Malloy is an experimental language for describing data relationships and transformations

Project description

Malloy Logo

What is it?

Malloy is an experimental language for describing data relationships and transformations. It is both a semantic modeling language and a querying language that runs queries against a relational database. Malloy currently connects to BigQuery, and natively supports DuckDB. We've built a Visual Studio Code extension to facilitate building Malloy data models, querying and transforming data, and creating simple visualizations and dashboards.

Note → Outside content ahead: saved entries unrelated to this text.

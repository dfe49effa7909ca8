//! Card classification.
//!
//! The master card is the compiled-in [`MASTER_UID`]. It is checked first
//! with a constant-time comparison and never reaches the directory. Every other card is looked up by its
//! lowercase hex identifier.

use cardgate_core::constants::MASTER_UID;
use cardgate_core::{CardUid, Identity, hex_encode};
use subtle::ConstantTimeEq;
use tracing::debug;

use crate::directory::Directory;

/// Maps card identifiers to identities.
///
/// # Examples
///
/// ```
/// use cardgate_controller::{Authenticator, StaticDirectory};
/// use cardgate_core::{CardUid, Identity};
///
/// # #[tokio::main(flavor = "current_thread")]
/// # async fn main() {
/// let auth = Authenticator::new(StaticDirectory::reference());
/// let master = CardUid::new(vec![0x03, 0x89, 0xAF, 0x0D]).unwrap();
///
/// assert_eq!(auth.classify(&master).await, Identity::Master);
/// assert_eq!(
///     auth.classify_bytes(&[0x12, 0x34, 0x56, 0x78]).await,
///     Identity::NamedUser { name: "Admin".to_string() }
/// );
/// assert_eq!(auth.classify_bytes(&[]).await, Identity::Unknown);
/// # }
/// ```
#[derive(Debug, Clone)]
pub struct Authenticator<D> {
    directory: D,
}

impl<D: Directory> Authenticator<D> {
    pub fn new(directory: D) -> Self {
        Self { directory }
    }

    pub fn directory(&self) -> &D {
        &self.directory
    }

    /// Classify a UID captured by the reader.
    pub async fn classify(&self, uid: &CardUid) -> Identity {
        self.classify_bytes(uid.as_bytes()).await
    }

    /// Classify raw identifier bytes. Never fails: empty or unknown input
    /// is [`Identity::Unknown`].
    pub async fn classify_bytes(&self, uid: &[u8]) -> Identity {
        if uid.is_empty() {
            return Identity::Unknown;
        }

        if self.is_master(uid) {
            return Identity::Master;
        }

        let hex_id = hex_encode(uid);
        match self.directory.lookup(&hex_id).await {
            Some(name) => Identity::NamedUser { name },
            None => {
                debug!(%hex_id, "Card not enrolled");
                Identity::Unknown
            }
        }
    }

    /// Length and every byte must match. The byte comparison runs in
    /// constant time; length is not secret.
    fn is_master(&self, uid: &[u8]) -> bool {
        MASTER_UID.len() == uid.len() && bool::from(MASTER_UID.as_slice().ct_eq(uid))
    }
}

#[cfg(test)]
mod tests {
    use super::*;
    use crate::directory::StaticDirectory;
    use rstest::rstest;

    const MASTER: [u8; 4] = [0x03, 0x89, 0xAF, 0x0D];

    fn authenticator() -> Authenticator<StaticDirectory> {
        Authenticator::new(StaticDirectory::reference())
    }

    #[tokio::test]
    async fn test_master_card() {
        assert_eq!(authenticator().classify_bytes(&MASTER).await, Identity::Master);
    }

    #[rstest]
    #[case(&[0x12, 0x34, 0x56, 0x78], "Admin")]
    #[case(&[0x87, 0x65, 0x43, 0x21], "John Doe")]
    #[tokio::test]
    async fn test_enrolled_cards(#[case] uid: &[u8], #[case] name: &str) {
        assert_eq!(
            authenticator().classify_bytes(uid).await,
            Identity::NamedUser {
                name: name.to_string()
            }
        );
    }

    #[rstest]
    #[case(&[0xAA, 0xBB, 0xCC, 0xDD])]
    #[case(&[0x03, 0x89, 0xAF])]
    #[case(&[0x03, 0x89, 0xAF, 0x0D, 0x00])]
    #[case(&[0x0D, 0xAF, 0x89, 0x03])]
    #[case(&[])]
    #[tokio::test]
    async fn test_unknown_cards(#[case] uid: &[u8]) {
        assert_eq!(authenticator().classify_bytes(uid).await, Identity::Unknown);
    }

    #[tokio::test]
    async fn test_master_wins_over_directory_entry() {
        let auth = Authenticator::new(StaticDirectory::from_entries([("0389af0d", "Impostor")]));
        assert_eq!(auth.classify_bytes(&MASTER).await, Identity::Master);
    }

    #[tokio::test]
    async fn test_master_hex_in_other_case_is_still_exact_match() {
        let uid = CardUid::from_hex("0389AF0D").unwrap();
        assert_eq!(authenticator().classify(&uid).await, Identity::Master);
    }
}
//! Access decision and control loop for a single entry point.
//!
//! This crate ties the card reader, the actuators and the modem reporting
//! path into the per-card cycle.
//!
//! # Components
//!
//! - **Directory**: hex UID to user name ([`StaticDirectory`], [`TimeoutDirectory`])
//! - **Authenticator**: master card check, then directory lookup
//! - **StateMachine**: validated cycle states with bounded history
//! - **StatusScreen**: display frames per state
//! - **AccessController**: the orchestrator
//!
//! # Example
//!
//! ```no_run
//! use cardgate_controller::{
//!     AccessController, Authenticator, ControllerConfig, Peripherals, TimeoutDirectory,
//! };
//! use cardgate_hardware::mock::{MockBuzzer, MockDisplay, MockRelay, MockRfid, MockSerialLink};
//! use cardgate_modem::{ConnectivityMonitor, NotificationDispatcher};
//!
//! # async fn example() -> cardgate_core::Result<()> {
//! let config = ControllerConfig::default();
//! let directory = TimeoutDirectory::new(
//!     config.static_directory(),
//!     config.timing.directory_timeout(),
//! );
//! let authenticator = Authenticator::new(directory);
//!
//! let monitor = ConnectivityMonitor::<MockSerialLink>::detached();
//! let dispatcher = NotificationDispatcher::new(monitor.clone(), config.reporting.clone());
//!
//! let peripherals = Peripherals {
//!     reader: MockRfid::new().0,
//!     display: MockDisplay::new().0,
//!     relay: MockRelay::new().0,
//!     buzzer: MockBuzzer::new().0,
//! };
//!
//! let mut controller =
//!     AccessController::new(peripherals, authenticator, monitor, dispatcher, config.timing);
//! controller.start().await?;
//! controller.run().await;
//! # Ok(())
//! # }
//! ```

pub mod authenticator;
pub mod config;
pub mod controller;
pub mod directory;
pub mod feedback;
pub mod screen;
pub mod state_machine;

pub use authenticator::Authenticator;
pub use config::{ControllerConfig, SerialConfig, TimingConfig};
pub use controller::{AccessController, CycleOutcome, Peripherals};
pub use directory::{Directory, StaticDirectory, TimeoutDirectory};
pub use feedback::{FAILURE_MELODY, Melody, Note, SUCCESS_MELODY};
pub use screen::{Frame, StatusScreen};
pub use state_machine::{ControllerState, StateMachine, StateTransition};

Note: These APIs are still in development and are subject to change.

How do I get it?

Binary installers for the latest released version are available at the Python Package Index (PyPI).

python3 -m pip install malloy

Resources

Join The Community

  • Join our Malloy Slack Community! Use this community to ask questions, meet other Malloy users, and share ideas with one another.
  • Use GitHub issues to provide feedback, suggest improvements, report bugs, and start new discussions.

Syntax Examples

Run a named query from a Malloy file

import asyncio

import malloy
from malloy.data.duckdb import DuckDbConnection

async def main():
  home_dir = "/path/to/samples/duckdb/imdb"
  with malloy.Runtime() as runtime:
    runtime.add_connection(DuckDbConnection(home_dir=home_dir))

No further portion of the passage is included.